Die stärkste Migrantengruppe stellen nach wie vor die aus der Türkei stammenden Personen dar, wobei allerdings von den 13 000 Personen etwa 5000 deutsche Staatsbürger sind. Die nächst größeren Gruppen rekrutieren sich aus Rumänien, Polen, der russischen Föderation und aus dem ehemaligen Jugoslawien. Keicher machte darauf aufmerksam, dass man lange nicht zur Kenntnis nehmen wollte, das Deutschland ein Einwanderungsland ist, man vielmehr offiziell davon ausging, dass die „Gastarbeiter“ nach einigen Jahren wieder in ihre Heimatländer zurückkehren. Dass dem nicht so ist, zeige sich darin, dass heute fast ein Drittel (32,8 Prozent) der Migranten 65 Jahre und älter sind. Dazu gehören etwa 1100 Türken, 1600 aus der Russischen Föderation, 1300 aus Polen und 900 aus dem früheren Jugoslawien.

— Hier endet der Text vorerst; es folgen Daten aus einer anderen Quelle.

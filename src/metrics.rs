//! Metrics for fulfillment dispatch, authentication and certificates.
//!
//! Metrics go through the `metrics` facade; nothing is recorded unless the
//! embedding binary installs a recorder (see `--metrics-addr`).

use std::time::Instant;

use metrics::{counter, describe_counter, describe_histogram, histogram};
use tracing::debug;

use crate::error::{AuthError, DispatchError};

// === Metric Name Constants ===

/// Fulfillment requests counter metric name.
pub const METRIC_REQUESTS: &str = "fulfillment_requests_total";
/// Action latency metric name.
pub const METRIC_ACTION_LATENCY: &str = "fulfillment_action_latency_ms";
/// Basic auth failures counter metric name.
pub const METRIC_AUTH_FAILURES: &str = "auth_failures_total";
/// Certificates obtained counter metric name.
pub const METRIC_CERTIFICATES_OBTAINED: &str = "acme_certificates_obtained_total";
/// Certificate failures counter metric name.
pub const METRIC_CERTIFICATE_FAILURES: &str = "acme_failures_total";

/// Initialize all metric descriptions.
/// Call this once at startup to register metrics with descriptions.
pub fn init_metrics() {
    describe_counter!(
        METRIC_REQUESTS,
        "Total number of fulfillment requests by action and outcome"
    );
    describe_histogram!(
        METRIC_ACTION_LATENCY,
        "Action handler latency in milliseconds"
    );
    describe_counter!(
        METRIC_AUTH_FAILURES,
        "Total number of rejected basic auth attempts by reason"
    );
    describe_counter!(
        METRIC_CERTIFICATES_OBTAINED,
        "Total number of certificates obtained from the ACME directory"
    );
    describe_counter!(
        METRIC_CERTIFICATE_FAILURES,
        "Total number of failed certificate obtain attempts"
    );

    debug!("Metrics initialized");
}

/// Record a successfully dispatched request.
pub fn record_dispatch_success(action: &str) {
    counter!(METRIC_REQUESTS, "action" => action.to_owned(), "outcome" => "ok").increment(1);
}

/// Record a failed dispatch.
pub fn record_dispatch_failure(err: &DispatchError) {
    let action = match err {
        DispatchError::UnsupportedAction(action)
        | DispatchError::ActionFailed { action, .. }
        | DispatchError::Serialize { action, .. } => action.clone(),
        _ => String::new(),
    };
    counter!(METRIC_REQUESTS, "action" => action, "outcome" => err.outcome()).increment(1);
}

/// Record handler latency for `action`.
pub fn record_action_latency(action: &str, start: Instant) {
    let latency_ms = start.elapsed().as_secs_f64() * 1000.0;
    histogram!(METRIC_ACTION_LATENCY, "action" => action.to_owned()).record(latency_ms);
}

/// Record a rejected basic auth attempt.
pub fn record_auth_failure(err: &AuthError) {
    counter!(METRIC_AUTH_FAILURES, "reason" => err.reason()).increment(1);
}

/// Record a certificate obtained from the CA.
pub fn record_certificate_obtained() {
    counter!(METRIC_CERTIFICATES_OBTAINED).increment(1);
}

/// Record a failed certificate attempt.
pub fn record_certificate_failure() {
    counter!(METRIC_CERTIFICATE_FAILURES).increment(1);
}
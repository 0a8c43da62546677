//! Automatic certificate management over ACME HTTP-01.
//!
//! - [`CertCache`]: storage for the ACME account and issued certificates
//! - [`ChallengeResponder`]: answers HTTP-01 challenges on the challenge listener
//! - [`CertManager`]: obtains, caches, renews and serves the certificate for one domain

pub mod cache;
pub mod challenge;
pub mod manager;

pub use cache::{CertCache, DirCache, MemoryCache};
pub use challenge::ChallengeResponder;
pub use manager::CertManager;
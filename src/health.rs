//! Health endpoint and the shared status it reports.

use std::sync::atomic::{AtomicU16, Ordering};
use std::sync::Arc;

use axum::extract::State;
use axum::http::StatusCode;
use axum::response::IntoResponse;
use axum::routing::any;
use axum::Router;

/// Health status shared between the lifecycle manager and the health endpoint.
///
/// Holds an HTTP status code. Starts out as `503 Service Unavailable` until
/// the server finishes starting.
#[derive(Debug, Clone)]
pub struct HealthStatus {
    code: Arc<AtomicU16>,
}

impl HealthStatus {
    /// Create a status in the not-yet-started state.
    pub fn new() -> Self {
        Self {
            code: Arc::new(AtomicU16::new(StatusCode::SERVICE_UNAVAILABLE.as_u16())),
        }
    }

    /// Current status.
    pub fn get(&self) -> StatusCode {
        StatusCode::from_u16(self.code.load(Ordering::SeqCst))
            .unwrap_or(StatusCode::INTERNAL_SERVER_ERROR)
    }

    /// Replace the status.
    pub fn set(&self, status: StatusCode) {
        self.code.store(status.as_u16(), Ordering::SeqCst);
    }
}

impl Default for HealthStatus {
    fn default() -> Self {
        Self::new()
    }
}

/// Health check handler - replies with the current status and no body.
pub async fn health(State(status): State<HealthStatus>) -> impl IntoResponse {
    status.get()
}

/// Create the health router.
pub fn router(status: HealthStatus) -> Router {
    Router::new()
        .route("/health", any(health))
        .with_state(status)
}
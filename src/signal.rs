//! OS termination signals.

use std::future::Future;
use std::pin::Pin;

use strum::Display;

/// A signal that can trigger a graceful shutdown.
#[derive(Debug, Clone, Copy, PartialEq, Eq, Display)]
pub enum ShutdownSignal {
    /// SIGINT / Ctrl+C.
    #[strum(serialize = "SIGINT")]
    Interrupt,
    /// SIGTERM.
    #[strum(serialize = "SIGTERM")]
    Terminate,
    /// SIGHUP.
    #[strum(serialize = "SIGHUP")]
    Hangup,
    /// SIGQUIT.
    #[strum(serialize = "SIGQUIT")]
    Quit,
}

/// Signals used when the caller names none.
pub const DEFAULT_SIGNALS: [ShutdownSignal; 2] = [ShutdownSignal::Interrupt, ShutdownSignal::Terminate];

type SignalFuture = Pin<Box<dyn Future<Output = ShutdownSignal> + Send>>;

#[cfg(unix)]
fn listen(signal: ShutdownSignal) -> std::io::Result<SignalFuture> {
    use tokio::signal::unix::{signal as unix_signal, SignalKind};

    let kind = match signal {
        ShutdownSignal::Interrupt => SignalKind::interrupt(),
        ShutdownSignal::Terminate => SignalKind::terminate(),
        ShutdownSignal::Hangup => SignalKind::hangup(),
        ShutdownSignal::Quit => SignalKind::quit(),
    };
    let mut stream = unix_signal(kind)?;
    Ok(Box::pin(async move {
        stream.recv().await;
        signal
    }))
}

#[cfg(not(unix))]
fn listen(signal: ShutdownSignal) -> std::io::Result<SignalFuture> {
    let wait: SignalFuture = match signal {
        ShutdownSignal::Interrupt => Box::pin(async move {
            let _ = tokio::signal::ctrl_c().await;
            signal
        }),
        _ => Box::pin(std::future::pending()),
    };
    Ok(wait)
}

/// Wait until one of `signals` arrives. An empty list means
/// [`DEFAULT_SIGNALS`].
///
/// Handlers are installed before the returned future is first polled, so a
/// signal arriving after this call returns is not missed.
pub fn wait_for(
    signals: &[ShutdownSignal],
) -> std::io::Result<impl Future<Output = ShutdownSignal> + Send> {
    let signals = if signals.is_empty() {
        &DEFAULT_SIGNALS[..]
    } else {
        signals
    };
    let waits = signals
        .iter()
        .map(|s| listen(*s))
        .collect::<std::io::Result<Vec<_>>>()?;

    Ok(async move {
        let (signal, _, _) = futures::future::select_all(waits).await;
        signal
    })
}

#[cfg(test)]
mod tests {
    use super::*;

    #[test]
    fn signal_names() {
        assert_eq!(ShutdownSignal::Interrupt.to_string(), "SIGINT");
        assert_eq!(ShutdownSignal::Terminate.to_string(), "SIGTERM");
    }

    #[cfg(unix)]
    #[tokio::test]
    async fn resolves_with_the_signal_that_arrived() {
        let wait = wait_for(&[ShutdownSignal::Hangup]).unwrap();
        let pid = std::process::id();
        std::process::Command::new("kill")
            .args(["-HUP", &pid.to_string()])
            .status()
            .unwrap();

        let received = tokio::time::timeout(std::time::Duration::from_secs(5), wait)
            .await
            .unwrap();
        assert_eq!(received, ShutdownSignal::Hangup);
    }
}
//! Thin wrappers around the descriptor syscalls used by the guards. Every
//! descriptor created here is owned by an [OwnedFd] (or a [File]) so that it
//! is closed on every path, and is marked close-on-exec so that programs
//! spawned during a capture only inherit the redirected standard streams.

use std::{
    fs::{File, OpenOptions},
    io,
    os::fd::{AsRawFd, BorrowedFd, FromRawFd, OwnedFd, RawFd},
    ptr,
};

/// Where suppressed output is sent.
pub(crate) const DISCARD_PATH: &str = "/dev/null";

/// Both ends of an anonymous pipe.
#[derive(Debug)]
pub(crate) struct Pipe {
    pub reader: OwnedFd,
    pub writer: OwnedFd,
}

fn cvt(ret: libc::c_int) -> io::Result<libc::c_int> {
    if ret == -1 { Err(io::Error::last_os_error()) } else { Ok(ret) }
}

/// Like [cvt], but retries the call when it was interrupted by a signal.
fn cvt_r(mut f: impl FnMut() -> libc::c_int) -> io::Result<libc::c_int> {
    loop {
        match cvt(f()) {
            Err(error) if error.kind() == io::ErrorKind::Interrupted => continue,
            other => return other,
        }
    }
}

/// Create a new pipe with both ends close-on-exec.
#[cfg(any(target_os = "linux", target_os = "android", target_os = "freebsd"))]
pub(crate) fn pipe() -> io::Result<Pipe> {
    let mut fds: [libc::c_int; 2] = [-1, -1];
    cvt(unsafe { libc::pipe2(fds.as_mut_ptr(), libc::O_CLOEXEC) })?;

    // SAFETY: `pipe2` succeeded, so both descriptors are open and nothing else
    // owns them.
    let (reader, writer) = unsafe { (OwnedFd::from_raw_fd(fds[0]), OwnedFd::from_raw_fd(fds[1])) };
    Ok(Pipe { reader, writer })
}

/// Create a new pipe with both ends close-on-exec.
#[cfg(not(any(target_os = "linux", target_os = "android", target_os = "freebsd")))]
pub(crate) fn pipe() -> io::Result<Pipe> {
    let mut fds: [libc::c_int; 2] = [-1, -1];
    cvt(unsafe { libc::pipe(fds.as_mut_ptr()) })?;

    // SAFETY: `pipe` succeeded, so both descriptors are open and nothing else
    // owns them.
    let (reader, writer) = unsafe { (OwnedFd::from_raw_fd(fds[0]), OwnedFd::from_raw_fd(fds[1])) };

    // No `pipe2` here, there is a window in which a concurrent `fork` can
    // inherit these.
    set_cloexec(reader.as_raw_fd())?;
    set_cloexec(writer.as_raw_fd())?;
    Ok(Pipe { reader, writer })
}

#[cfg(not(any(target_os = "linux", target_os = "android", target_os = "freebsd")))]
fn set_cloexec(fd: RawFd) -> io::Result<()> {
    let flags = cvt(unsafe { libc::fcntl(fd, libc::F_GETFD) })?;
    cvt(unsafe { libc::fcntl(fd, libc::F_SETFD, flags | libc::FD_CLOEXEC) })?;
    Ok(())
}

/// Put a descriptor into non-blocking mode, reads then fail with
/// [io::ErrorKind::WouldBlock] instead of waiting for data.
pub(crate) fn set_nonblocking(fd: BorrowedFd<'_>) -> io::Result<()> {
    let raw = fd.as_raw_fd();
    let flags = cvt(unsafe { libc::fcntl(raw, libc::F_GETFL) })?;
    cvt(unsafe { libc::fcntl(raw, libc::F_SETFL, flags | libc::O_NONBLOCK) })?;
    Ok(())
}

/// Duplicate `fd` into a new close-on-exec descriptor.
pub(crate) fn duplicate(fd: RawFd) -> io::Result<OwnedFd> {
    let new = cvt(unsafe { libc::fcntl(fd, libc::F_DUPFD_CLOEXEC, 0) })?;

    // SAFETY: `fcntl` returned a fresh descriptor that nothing else owns.
    Ok(unsafe { OwnedFd::from_raw_fd(new) })
}

/// Make `target` refer to the same open file as `source`. The descriptor
/// `target` keeps its number and is inheritable afterwards.
pub(crate) fn redirect(source: BorrowedFd<'_>, target: RawFd) -> io::Result<()> {
    cvt_r(|| unsafe { libc::dup2(source.as_raw_fd(), target) })?;
    Ok(())
}

pub(crate) fn open_discard() -> io::Result<File> {
    OpenOptions::new().write(true).open(DISCARD_PATH)
}

/// Flush every output stream of the C library.
pub(crate) fn flush_c_stdio() {
    // SAFETY: a null stream flushes all open output streams.
    unsafe {
        libc::fflush(ptr::null_mut());
    }
}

Da die Migranten in der Regel vielfach in körperlich anstrengenden Berufen tätig und weniger gesundheitsbewusst waren, sei zum einen ihre Lebenserwartung gegenüber den Einheimischen geringer, aber auch ihr Gesundheitszustand im Alter. Dies zeige sich heute in der Versorgung im Krankheitsfall im Alter sowie in bei notwendiger Unterbringung in Kliniken und Heimen, wo auffallend sei, dass die „alten“ Migranten oft nur über unzureichenden deutschen Wortschatz verfügt und sich nicht immer verständlich ausdrücken könnten.

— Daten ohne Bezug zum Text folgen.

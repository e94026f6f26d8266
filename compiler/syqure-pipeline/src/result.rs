//! The record a build hands back to its caller.
use std::path::PathBuf;

use syqure_stdio::CapturedOutput;

/// The outcome of one `run` or `build_exe` request.
///
/// A successful run carries the output the program produced, a successful
/// build carries the path of the executable it wrote. A failure carries the
/// toolchain's message and whatever the program managed to write before
/// failing.
#[derive(Debug, Clone, Default, PartialEq, Eq)]
pub struct BuildResult {
    /// `0` on success, `1` on failure.
    pub status: i32,

    pub error: Option<String>,

    pub stdout: String,

    pub stderr: String,

    pub output_path: Option<PathBuf>,
}

impl BuildResult {
    /// A successful run of a program that produced `output`.
    pub fn ran(output: CapturedOutput) -> Self {
        Self { status: 0, stdout: output.stdout, stderr: output.stderr, ..Self::default() }
    }

    /// A successful build that wrote an executable to `output_path`.
    pub fn built(output_path: PathBuf) -> Self {
        Self { status: 0, output_path: Some(output_path), ..Self::default() }
    }

    /// A failed build or run.
    pub fn failure(error: impl Into<String>) -> Self {
        Self { status: 1, error: Some(error.into()), ..Self::default() }
    }

    /// Attach output that was captured before the failure.
    pub fn with_output(mut self, output: CapturedOutput) -> Self {
        self.stdout = output.stdout;
        self.stderr = output.stderr;
        self
    }

    pub fn is_success(&self) -> bool {
        self.status == 0
    }

    /// The failure message, empty for successful results.
    pub fn error_message(&self) -> &str {
        self.error.as_deref().unwrap_or_default()
    }
}

#[cfg(test)]
mod tests {
    use super::*;

    #[test]
    fn failures_keep_the_captured_output() {
        let output = CapturedOutput { stdout: "partial\n".to_string(), stderr: "oops\n".to_string() };
        let result = BuildResult::failure("division by zero").with_output(output);

        assert!(!result.is_success());
        assert_eq!(result.status, 1);
        assert_eq!(result.error_message(), "division by zero");
        assert_eq!(result.stdout, "partial\n");
        assert_eq!(result.stderr, "oops\n");
    }

    #[test]
    fn builds_report_their_output_path() {
        let result = BuildResult::built(PathBuf::from("prog"));

        assert!(result.is_success());
        assert_eq!(result.error_message(), "");
        assert_eq!(result.output_path, Some(PathBuf::from("prog")));
    }
}
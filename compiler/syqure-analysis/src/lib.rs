//! Static analysis of Sequre programs.
//!
//! The analysis is purely textual: it looks for the secure types and
//! operations that a program mentions and derives a rough estimate of how
//! long a run takes from them. Nothing is compiled.

mod patterns;
pub mod report;

use std::{
    fs, io,
    path::{Path, PathBuf},
};

use serde::Serialize;
use thiserror::Error;

use crate::patterns::*;

/// Seconds spent JIT-compiling a program.
const JIT_SECONDS: f64 = 20.0;

/// Seconds spent setting up the keys for homomorphic encryption.
const MHE_SETUP_SECONDS: f64 = 15.0;

/// Seconds spent establishing the MPC network.
const MPC_SECONDS: f64 = 3.0;

/// Rough cost of a matrix multiplication of secret-shared tensors.
const SHARETENSOR_MATMUL_SECONDS: f64 = 1000.0 * 0.00003;

/// Rough cost of a matrix multiplication of encrypted tensors.
const CIPHERTENSOR_MATMUL_SECONDS: f64 = 100.0 * 0.033;

#[derive(Debug, Error)]
pub enum AnalysisError {
    #[error("couldn't read `{}`: {error}", path.display())]
    Read {
        path: PathBuf,
        #[source]
        error: io::Error,
    },

    #[error("couldn't serialise the analysis: {0}")]
    Json(#[from] serde_json::Error),
}

/// Which secure types the program uses.
#[derive(Debug, Clone, Copy, PartialEq, Eq, Serialize)]
pub struct TypeUsage {
    pub sharetensor: bool,
    pub ciphertensor: bool,
    pub mpu: bool,
    pub mpp: bool,
    pub mpa: bool,
}

/// How often the program performs the operations that dominate a run.
#[derive(Debug, Clone, Copy, PartialEq, Eq, Serialize)]
pub struct Operations {
    pub matmul: usize,
    pub encrypt: usize,
    pub decrypt: usize,
}

#[derive(Debug, Clone, Copy, PartialEq, Eq, Serialize)]
pub struct RuntimeInfo {
    /// Whether the run needs homomorphic encryption keys.
    pub needs_mhe: bool,
    pub can_skip_mhe: bool,
    pub uses_local: bool,
}

/// The estimated duration of a run, in seconds.
#[derive(Debug, Clone, Copy, PartialEq, Serialize)]
pub struct Estimate {
    pub jit_seconds: f64,
    pub mhe_seconds: f64,
    pub mpc_seconds: f64,
    pub ops_seconds: f64,
    pub total_seconds: f64,
}

impl Estimate {
    fn new(types: &TypeUsage, operations: &Operations, needs_mhe: bool) -> Self {
        let mhe_seconds = if needs_mhe { MHE_SETUP_SECONDS } else { 0.0 };
        let matmuls = operations.matmul as f64;

        let mut ops_seconds = 0.0;
        if types.sharetensor {
            ops_seconds += matmuls * SHARETENSOR_MATMUL_SECONDS;
        }
        if types.ciphertensor {
            ops_seconds += matmuls * CIPHERTENSOR_MATMUL_SECONDS;
        }
        let ops_seconds = round_to(ops_seconds, 3);

        let total_seconds = round_to(JIT_SECONDS + mhe_seconds + MPC_SECONDS + ops_seconds, 1);

        Self { jit_seconds: JIT_SECONDS, mhe_seconds, mpc_seconds: MPC_SECONDS, ops_seconds, total_seconds }
    }
}

fn round_to(value: f64, decimals: i32) -> f64 {
    let scale = 10f64.powi(decimals);
    (value * scale).round() / scale
}

/// The analysis of one program.
#[derive(Debug, Clone, PartialEq, Serialize)]
pub struct Analysis {
    /// The file name of the program.
    pub file: String,

    /// The canonical path of the program, when it can be resolved.
    pub path: String,

    pub types: TypeUsage,
    pub operations: Operations,
    pub runtime: RuntimeInfo,
    pub estimate: Estimate,
}

impl Analysis {
    pub fn to_json(&self) -> Result<String, AnalysisError> {
        Ok(serde_json::to_string_pretty(self)?)
    }
}

/// Read and analyse the program at `path`.
pub fn analyze_file(path: &Path) -> Result<Analysis, AnalysisError> {
    let source = fs::read_to_string(path)
        .map_err(|error| AnalysisError::Read { path: path.to_path_buf(), error })?;

    Ok(analyze_source(path, &source))
}

/// Analyse `source`, the contents of the program at `path`.
pub fn analyze_source(path: &Path, source: &str) -> Analysis {
    let types = TypeUsage {
        sharetensor: SHARETENSOR.is_match(source),
        ciphertensor: CIPHERTENSOR.is_match(source),
        mpu: MPU.is_match(source),
        mpp: MPP.is_match(source),
        mpa: MPA.is_match(source),
    };

    let operations = Operations {
        matmul: source.matches('@').count(),
        encrypt: ENCRYPT_CALL.find_iter(source).count(),
        decrypt: DECRYPT_CALL.find_iter(source).count(),
    };

    let needs_mhe =
        types.ciphertensor || types.mpu || types.mpp || types.mpa || MHE_MODULE.is_match(source);

    let runtime =
        RuntimeInfo { needs_mhe, can_skip_mhe: !needs_mhe, uses_local: LOCAL_DECORATOR.is_match(source) };

    let file = path.file_name().map(|name| name.to_string_lossy().into_owned()).unwrap_or_default();
    let resolved = path.canonicalize().unwrap_or_else(|_| path.to_path_buf());

    Analysis {
        file,
        path: resolved.to_string_lossy().into_owned(),
        estimate: Estimate::new(&types, &operations, needs_mhe),
        types,
        operations,
        runtime,
    }
}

Hauptgrund sei, dass früher Angebot von Nachfrage nach Deutschkursen wenig ausgeprägt gewesen sei. Diesem Defizit begegne man jetzt vermehrt mit mehr freiwilligen und verpflichtenden Deutsch-Kursen für Zuwanderer, wenngleich Hindernisse der (finanziellen) Zuständigkeit und auch der Akzeptanz zu überwinden seien. Zudem zeichne sich ein Mangel an geeigneten Dozenten ab.

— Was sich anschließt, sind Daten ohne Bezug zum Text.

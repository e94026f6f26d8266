//! Defines the error type for the syqure pipeline. These errors can originate
//! from resolving the toolchain installation and source paths, or from a
//! toolchain failing to compile, run or write out a program.

use std::{io, path::PathBuf, process::exit};

use syqure_utils::{highlight::report_error, stream::CompilerOutputStream};
use thiserror::Error;

/// Errors that might occur when attempting to compile and or run a program.
#[derive(Debug, Error)]
pub enum PipelineError {
    /// The given source file doesn't exist.
    #[error("source file not found: {}", .0.display())]
    SourceNotFound(PathBuf),

    /// The program was compiled but failed to compile or to run. Anything the
    /// program wrote before failing is kept so that it can still be shown.
    #[error("codon run failed: {message}")]
    RunFailed { message: String, stdout: String, stderr: String },

    /// The program couldn't be built into an executable.
    #[error("codon build failed: {message}")]
    BuildFailed { message: String },

    /// Error that can occur when the pipeline tried to create a resource on
    /// the operating system, but the resource couldn't be created for some
    /// reason.
    #[error("couldn't create `{}`, {error}", path.display())]
    ResourceCreation {
        /// The item that was being created.
        path: PathBuf,

        /// The specific [io::Error] that occurred.
        #[source]
        error: io::Error,
    },

    /// Generic IO error.
    #[error("{0}")]
    Io(#[from] io::Error),
}

impl PipelineError {
    /// Output that the program produced before the error occurred, if any.
    pub fn captured_output(&self) -> Option<(&str, &str)> {
        match self {
            Self::RunFailed { stdout, stderr, .. } => Some((stdout, stderr)),
            _ => None,
        }
    }

    pub fn report(&self, stream: CompilerOutputStream) {
        report_error(stream, self);
    }

    pub fn report_and_exit(&self) -> ! {
        self.report(CompilerOutputStream::stderr());
        exit(1);
    }
}

#[cfg(test)]
mod tests {
    use super::*;

    #[test]
    fn failures_carry_the_toolchain_message() {
        let error = PipelineError::BuildFailed { message: "linker exited with 1".to_string() };
        assert_eq!(error.to_string(), "codon build failed: linker exited with 1");

        let error = PipelineError::SourceNotFound(PathBuf::from("missing.codon"));
        assert_eq!(error.to_string(), "source file not found: missing.codon");
        assert!(error.captured_output().is_none());
    }

    #[test]
    fn reports_are_written_to_the_given_stream() {
        let stream = CompilerOutputStream::owned();
        let error = PipelineError::RunFailed {
            message: "division by zero".to_string(),
            stdout: "partial\n".to_string(),
            stderr: String::new(),
        };

        error.report(stream.clone());

        let contents = stream.contents().unwrap();
        assert!(contents.contains("error"));
        assert!(contents.contains("codon run failed: division by zero"));
        assert_eq!(error.captured_output(), Some(("partial\n", "")));
    }
}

Generell stellte die Heilbronner Integrationsbeauftragte fest: „Der Anteil der Heilbronner  Bevölkerung mit Migrationshintergrund steigt, je jünger die Altersgruppe ist.“ Ein Fünftel der Kinder und Jugendlichen sind türkischer Abstammung. So sind von den Sechs- bis Zehnjährigen 70 Prozent ausländischer Herkunft, bei den unter Dreijährigen liegt diese Quote sogar bei 73 Prozent. Diese Zahlen zeigen, wie wichtig es ist, diesen jungen Menschen frühzeitig mit der deutschen Sprache vertraut zu machen, die Hauptvoraussetzung für ein Gelingen von Integration.
Als positiv bewertete Keicher, dass es in Heilbronn keine Gettobildung und keine Stadtteile mit Ausländerschwerpunkten gibt, so dass auch keine Parallelgesellschaften zwangsläufig entstehen.